04/06/2009

¡Votad babuino!

Foto Nick Brandt








Los babuinos son unos monos muy especiales. Son grandes y terrestres, no arborícolas y medianos como los monos típicos, como los macacos y los cercopitecos, pero no son antropomorfos ni bípedos, como los chimpancés o los gorilas. De hecho no tienen el ‘glamour’ de nuestros parientes más próximos que recibieron la atención científica de esa corte de primatólogas (la mártir Dian Fossey, la Galdikas o la Jane Goodall ) reclutadas por el paleontólogo humano Leakey. Su mayor especialista es un señor trajeado de aire despistado que se llama Robert Seyfarth, psicólogo y primatólogo que trabaja en uno de los más ignotos paraísos naturales del planeta, el delta del Okavango en Botsuana; es autor de un fascinante Baboom metaphysics, un título que procede una frase del ‘padre fundador’, Charles Darwin: “Quien entienda al babuino hará más por la metafísica que Locke”.

Los babuinos son sociales; viven en grupos de unos cien individuos y, frente a sus más famosos ‘primos’ antropoides o arborícolas, son los monos más exitosos desde el punto de vista evolutivo y ecológico de toda África. Seyfarth además da una razón suplementaria muy sensata para fijarse en ellos: son los más fáciles de observar. Forman familias extensas matrilineales con relaciones tan sofisticadas como las de una novela victoriana, sobre todo entre las hembras, que son las que cortan el bacalao pese a ser más pequeñas que los ásperos y agresivos machos. La escala jerárquica entre las hembras es muy rigurosa, con posiciones perfectamente reglamentadas y fijas, Syfarth las compara con los personajes femeninos de las novelas de Jane Austen nada menos. Los machos se aseguran el éxito por la lucha y el sexo, pero la red social depende de las intrigas entre hembras, un universo que el investigador califica de embrollado y en el que moverse socialmente requiere de más habilidad que la que poseen la mayoría de diplomáticos europeos y todos los políticos españoles actuales. “Orgullo y prejuicio en el Okavando” pues. Por supuesto, cada hembra conoce detalladamente su rango, posición social y prebendas o deberes, todo lo cual, como comprenderéis, implica una cierta autoconciencia.
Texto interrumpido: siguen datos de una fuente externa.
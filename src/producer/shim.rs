use super::NativeProducer;
use crate::{
    codec::{Payload, Serializer, ToPayload, resolve},
    error::{CodecError, KafkaError, Result},
    log::trace,
    message::{BaseRecord, DeliveryCallback, DeliveryResult, OwnedHeaders, PARTITION_UA},
    util::Timeout,
};
use futures::channel::oneshot;
use std::{
    fmt,
    future::Future,
    pin::Pin,
    sync::Arc,
    task::{Context, Poll},
};
use typed_builder::TypedBuilder;

/// A message to produce, before serialization.
///
/// `on_delivery` and `callback` are two names for the same completion
/// callback. When both are set `on_delivery` is used.
#[derive(TypedBuilder)]
pub struct Record<'a, K: 'a, V: 'a> {
    /// Required destination topic.
    pub topic: &'a str,
    /// Optional payload, handed to the value serializer.
    #[builder(default, setter(strip_option))]
    pub value: Option<&'a V>,
    /// Optional key, handed to the key serializer.
    #[builder(default, setter(strip_option))]
    pub key: Option<&'a K>,
    /// Destination partition, [`PARTITION_UA`] lets the native partitioner
    /// choose.
    #[builder(default = PARTITION_UA)]
    pub partition: i32,
    #[builder(default, setter(strip_option))]
    pub on_delivery: Option<DeliveryCallback>,
    /// Alias of `on_delivery`.
    #[builder(default, setter(strip_option))]
    pub callback: Option<DeliveryCallback>,
    /// CreateTime in milliseconds since the Unix epoch, `0` meaning now.
    #[builder(default)]
    pub timestamp: i64,
    #[builder(default, setter(strip_option))]
    pub headers: Option<OwnedHeaders>,
    /// Overrides the producer's key serializer for this record only.
    #[builder(default, setter(strip_option))]
    pub key_serializer: Option<&'a dyn Serializer<K>>,
    /// Overrides the producer's value serializer for this record only.
    #[builder(default, setter(strip_option))]
    pub value_serializer: Option<&'a dyn Serializer<V>>,
}

impl<K, V> fmt::Debug for Record<'_, K, V> {
    fn fmt(&self, f: &mut fmt::Formatter<'_>) -> fmt::Result {
        f.debug_struct("Record")
            .field("topic", &self.topic)
            .field("partition", &self.partition)
            .field("timestamp", &self.timestamp)
            .field("headers", &self.headers)
            .finish_non_exhaustive()
    }
}

/// A producer applying key and value serializers before handing records to
/// its native producer.
///
/// Delivery reports and client callbacks only run when the application calls
/// [`poll`](Producer::poll) or [`flush`](Producer::flush).
pub struct Producer<K, V, N> {
    native: N,
    key_serializer: Option<Arc<dyn Serializer<K>>>,
    value_serializer: Option<Arc<dyn Serializer<V>>>,
    closed: bool,
}

impl<K, V, N> fmt::Debug for Producer<K, V, N> {
    fn fmt(&self, f: &mut fmt::Formatter<'_>) -> fmt::Result {
        f.debug_struct("Producer")
            .field("key_serializer", &self.key_serializer.is_some())
            .field("value_serializer", &self.value_serializer.is_some())
            .field("closed", &self.closed)
            .finish_non_exhaustive()
    }
}

fn serialize<T: ToPayload>(
    serializer: Option<&dyn Serializer<T>>,
    topic: &str,
    value: Option<&T>,
) -> Result<Payload, CodecError> {
    match serializer {
        Some(serializer) => serializer.serialize(topic, value).map_err(CodecError::from),
        // no serializer: the value must already be in wire form
        None => Ok(value.map(ToPayload::to_payload).transpose()?.flatten()),
    }
}

impl<K, V, N> Producer<K, V, N>
where
    N: NativeProducer,
{
    pub(super) fn from_parts(
        native: N,
        key_serializer: Option<Arc<dyn Serializer<K>>>,
        value_serializer: Option<Arc<dyn Serializer<V>>>,
    ) -> Self {
        Self {
            native,
            key_serializer,
            value_serializer,
            closed: false,
        }
    }

    fn ensure_open(&self) -> Result<()> {
        if self.closed {
            Err(KafkaError::ClientClosed)
        } else {
            Ok(())
        }
    }

    /// Serializes `record` and enqueues it with the native producer.
    ///
    /// Returns as soon as the record is queued. An empty topic or a negative
    /// partition other than [`PARTITION_UA`] fails with
    /// [`KafkaError::InvalidArgument`] before any serializer runs. Serializer failures are
    /// returned here and the record is not enqueued; a saturated outbound
    /// queue fails with [`ErrorCode::QueueFull`](crate::error::ErrorCode::QueueFull).
    pub fn produce(&self, record: Record<'_, K, V>) -> Result<()>
    where
        K: ToPayload,
        V: ToPayload,
    {
        self.ensure_open()?;

        let Record {
            topic,
            value,
            key,
            partition,
            on_delivery,
            callback,
            timestamp,
            headers,
            key_serializer,
            value_serializer,
        } = record;

        if topic.is_empty() {
            return Err(KafkaError::InvalidArgument("topic must not be empty".to_string()));
        }
        if partition < PARTITION_UA {
            return Err(KafkaError::InvalidArgument(format!(
                "partition must be PARTITION_UA or non-negative, got {partition}"
            )));
        }

        let on_delivery = on_delivery.or(callback);

        let key_serializer = resolve(key_serializer, self.key_serializer.as_deref());
        let key = serialize(key_serializer, topic, key).map_err(KafkaError::KeySerialization)?;

        let value_serializer = resolve(value_serializer, self.value_serializer.as_deref());
        let payload =
            serialize(value_serializer, topic, value).map_err(KafkaError::ValueSerialization)?;

        trace!("producing to {topic} [{partition}]");
        self.native.produce(BaseRecord {
            topic: topic.to_string(),
            partition,
            payload,
            key,
            timestamp,
            headers,
            on_delivery,
        })
    }

    /// Produces `record` and returns a future resolving to its delivery
    /// report.
    ///
    /// The future only completes once a later [`poll`](Producer::poll) or
    /// [`flush`](Producer::flush) serves the report. A callback set on the
    /// record still runs, before the future completes.
    pub fn send(&self, mut record: Record<'_, K, V>) -> Result<DeliveryFuture>
    where
        K: ToPayload,
        V: ToPayload,
    {
        let (tx, rx) = oneshot::channel();
        let user_callback = record.on_delivery.take().or(record.callback.take());
        let on_delivery: DeliveryCallback = Box::new(move |result: DeliveryResult| {
            if let Some(callback) = user_callback {
                callback(result.clone());
            }
            let _ = tx.send(result);
        });
        record.on_delivery = Some(on_delivery);
        self.produce(record)?;
        Ok(DeliveryFuture { rx })
    }

    /// Serves delivery reports and client callbacks on the calling thread,
    /// waiting up to `timeout` for the first one.
    pub fn poll<T>(&self, timeout: T) -> Result<usize>
    where
        T: Into<Timeout>,
    {
        self.ensure_open()?;
        self.native.poll(timeout.into())
    }

    /// Waits for every in-flight message to be reported, serving callbacks
    /// meanwhile.
    pub fn flush<T>(&self, timeout: T) -> Result<()>
    where
        T: Into<Timeout>,
    {
        self.ensure_open()?;
        self.native.flush(timeout.into())
    }

    /// Number of messages awaiting a delivery report.
    pub fn len(&self) -> usize {
        if self.closed {
            0
        } else {
            self.native.in_flight_count()
        }
    }

    pub fn is_empty(&self) -> bool {
        self.len() == 0
    }

    /// Releases the native producer. Later calls fail with
    /// [`KafkaError::ClientClosed`].
    pub fn close(&mut self) -> Result<()> {
        self.ensure_open()?;
        self.closed = true;
        self.native.close()
    }

    pub fn native(&self) -> &N {
        &self.native
    }
}

/// A delivery report that becomes available once served by `poll`/`flush`.
///
/// Resolves to `Err(Canceled)` if the report is dropped unserved, e.g. when
/// the producer is closed with messages in flight.
#[derive(Debug)]
#[must_use = "delivery futures do nothing unless polled"]
pub struct DeliveryFuture {
    rx: oneshot::Receiver<DeliveryResult>,
}

impl Future for DeliveryFuture {
    type Output = Result<DeliveryResult, oneshot::Canceled>;

    fn poll(mut self: Pin<&mut Self>, cx: &mut Context<'_>) -> Poll<Self::Output> {
        Pin::new(&mut self.rx).poll(cx)
    }
}
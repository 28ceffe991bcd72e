#![allow(dead_code)]

use rand::{Rng, distr::Alphanumeric};
use rdkafka2_shim::{
    ClientConfig, Result, Timeout,
    codec::Payload,
    consumer::{DefaultConsumerContext, NativeConsumer},
    message::{
        BaseRecord, CommitMode, DeliveryCallback, OwnedMessage, Timestamp, TopicPartitionList,
    },
    mock::MockCluster,
    producer::{DefaultProducerContext, NativeProducer},
};
use std::{
    collections::VecDeque,
    sync::{
        Mutex,
        atomic::{AtomicUsize, Ordering},
    },
    time::Duration,
};

pub fn init_logger() {
    let _ = env_logger::builder().is_test(true).try_init();
}

pub fn generate_random_string(len: usize) -> String {
    rand::rng()
        .sample_iter(&Alphanumeric)
        .take(len)
        .map(char::from)
        .collect()
}

pub fn mock_cluster() -> MockCluster {
    init_logger();
    MockCluster::new(3).expect("mock cluster to be created")
}

pub fn mock_config(cluster: &MockCluster) -> ClientConfig {
    ClientConfig::from_iter([
        ("bootstrap.servers", cluster.bootstrap_servers()),
        ("client.id", "shim-tests"),
    ])
}

pub fn wait() -> Timeout {
    Timeout::After(Duration::from_secs(5))
}

pub fn raw_message(topic: &str, offset: i64, key: Option<&[u8]>, value: Option<&[u8]>) -> OwnedMessage {
    OwnedMessage::new(
        topic,
        0,
        offset,
        key.map(<[u8]>::to_vec),
        value.map(<[u8]>::to_vec),
        Timestamp::CreateTime(1_700_000_000_000),
        None,
    )
}

/// What a [`RecordingProducer`] received.
#[derive(Debug, Clone, PartialEq, Eq)]
pub struct Produced {
    pub topic: String,
    pub partition: i32,
    pub key: Payload,
    pub payload: Payload,
}

/// Native producer keeping every record and reporting them all as delivered
/// on the next poll.
#[derive(Default)]
pub struct RecordingProducer {
    produced: Mutex<Vec<Produced>>,
    pending: Mutex<Vec<(OwnedMessage, Option<DeliveryCallback>)>>,
}

impl RecordingProducer {
    pub fn produced(&self) -> Vec<Produced> {
        self.produced.lock().unwrap().clone()
    }
}

impl NativeProducer for RecordingProducer {
    type Context = DefaultProducerContext;

    fn from_config(_: ClientConfig, _: Self::Context) -> Result<Self> {
        Ok(Self::default())
    }

    fn produce(&self, record: BaseRecord) -> Result<()> {
        self.produced.lock().unwrap().push(Produced {
            topic: record.topic.clone(),
            partition: record.partition,
            key: record.key.clone(),
            payload: record.payload.clone(),
        });
        let msg = OwnedMessage::new(
            record.topic,
            record.partition.max(0),
            0,
            record.key,
            record.payload,
            Timestamp::CreateTime(record.timestamp),
            record.headers,
        );
        self.pending.lock().unwrap().push((msg, record.on_delivery));
        Ok(())
    }

    fn poll(&self, _: Timeout) -> Result<usize> {
        let pending = std::mem::take(&mut *self.pending.lock().unwrap());
        let served = pending.len();
        for (msg, callback) in pending {
            if let Some(callback) = callback {
                callback(Ok(msg));
            }
        }
        Ok(served)
    }

    fn flush(&self, timeout: Timeout) -> Result<()> {
        self.poll(timeout).map(|_| ())
    }

    fn in_flight_count(&self) -> usize {
        self.pending.lock().unwrap().len()
    }

    fn close(&self) -> Result<()> {
        Ok(())
    }
}

/// Native consumer handing out a fixed script of messages and counting the
/// calls it receives.
#[derive(Default)]
pub struct ScriptedConsumer {
    script: Mutex<VecDeque<OwnedMessage>>,
    calls: AtomicUsize,
}

impl ScriptedConsumer {
    pub fn new<I: IntoIterator<Item = OwnedMessage>>(script: I) -> Self {
        Self {
            script: Mutex::new(script.into_iter().collect()),
            calls: AtomicUsize::new(0),
        }
    }

    /// Number of fetch calls (`poll` or `consume`) received.
    pub fn calls(&self) -> usize {
        self.calls.load(Ordering::SeqCst)
    }
}

impl NativeConsumer for ScriptedConsumer {
    type Context = DefaultConsumerContext;

    fn from_config(_: ClientConfig, _: Self::Context) -> Result<Self> {
        Ok(Self::default())
    }

    fn subscribe(&self, _: &[&str]) -> Result<()> {
        Ok(())
    }

    fn unsubscribe(&self) -> Result<()> {
        Ok(())
    }

    fn assignment(&self) -> Result<TopicPartitionList> {
        Ok(TopicPartitionList::new())
    }

    fn poll(&self, _: Timeout) -> Result<Option<OwnedMessage>> {
        self.calls.fetch_add(1, Ordering::SeqCst);
        Ok(self.script.lock().unwrap().pop_front())
    }

    fn consume(&self, num_messages: usize, _: Timeout) -> Result<Vec<OwnedMessage>> {
        self.calls.fetch_add(1, Ordering::SeqCst);
        let mut script = self.script.lock().unwrap();
        let take = num_messages.min(script.len());
        Ok(script.drain(..take).collect())
    }

    fn commit(&self, _: CommitMode) -> Result<()> {
        Ok(())
    }

    fn close(&self) -> Result<()> {
        Ok(())
    }
}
Seyfarth opina que la competencia social tienen un papel muy grande en el proceso evolutivo, no todo son genes o ambiente natural, y que nuestra mente evolucionó porque la de nuestros lejanos antepasados estaba orientada a resolver problemas sociales. Su hipótesis plantea un proceso en dos etapas: primero, la mente afrontó problemas de complejidad social, como los de los babuinos, y luego volvió a evolucionar para resolver los tan celebrados problemas tecnológicos y de control del entorno, como el uso del fuego o la fabricación de herramientas.

Vista la presente campaña electoral para el parlamento europeo sugiero dos propuestas para elevar su ínfimo nivel: que sólo se presenten ellas, nada de cupos, y que se ocupe la prensa del corazón de las campañas electorales con sus órganos oficiales, Hola, Semana, o como se llamen. Y que intenten imitar a los babuinos, por favor. Basta contemplar una sesión del Congreso de los diputados y luego la comparativamente sofisticada distinción social de una horda de babuinos. Es decir, sugiero que volvamos al principio e intentemos hacerlo mejor los próximos cien mil años.

1 comentarios:

David García A. dijo...

Muchas gracias por la información. Hace tiempo me propuse saber algo sobre los babuinos.
También hay aquí campaña política. Sin embargo, no tengo el consuelo de la posibilidad de las revistas del corazón, las que ocupan su lugar, por lo menos las que se venden mucho más, se refieren a actos atroces del "jetset" mexicano, y cosa rara, casi no se ocupan de las patronas de la política, así, nuestro retroceso de 100,000 años se incrementa.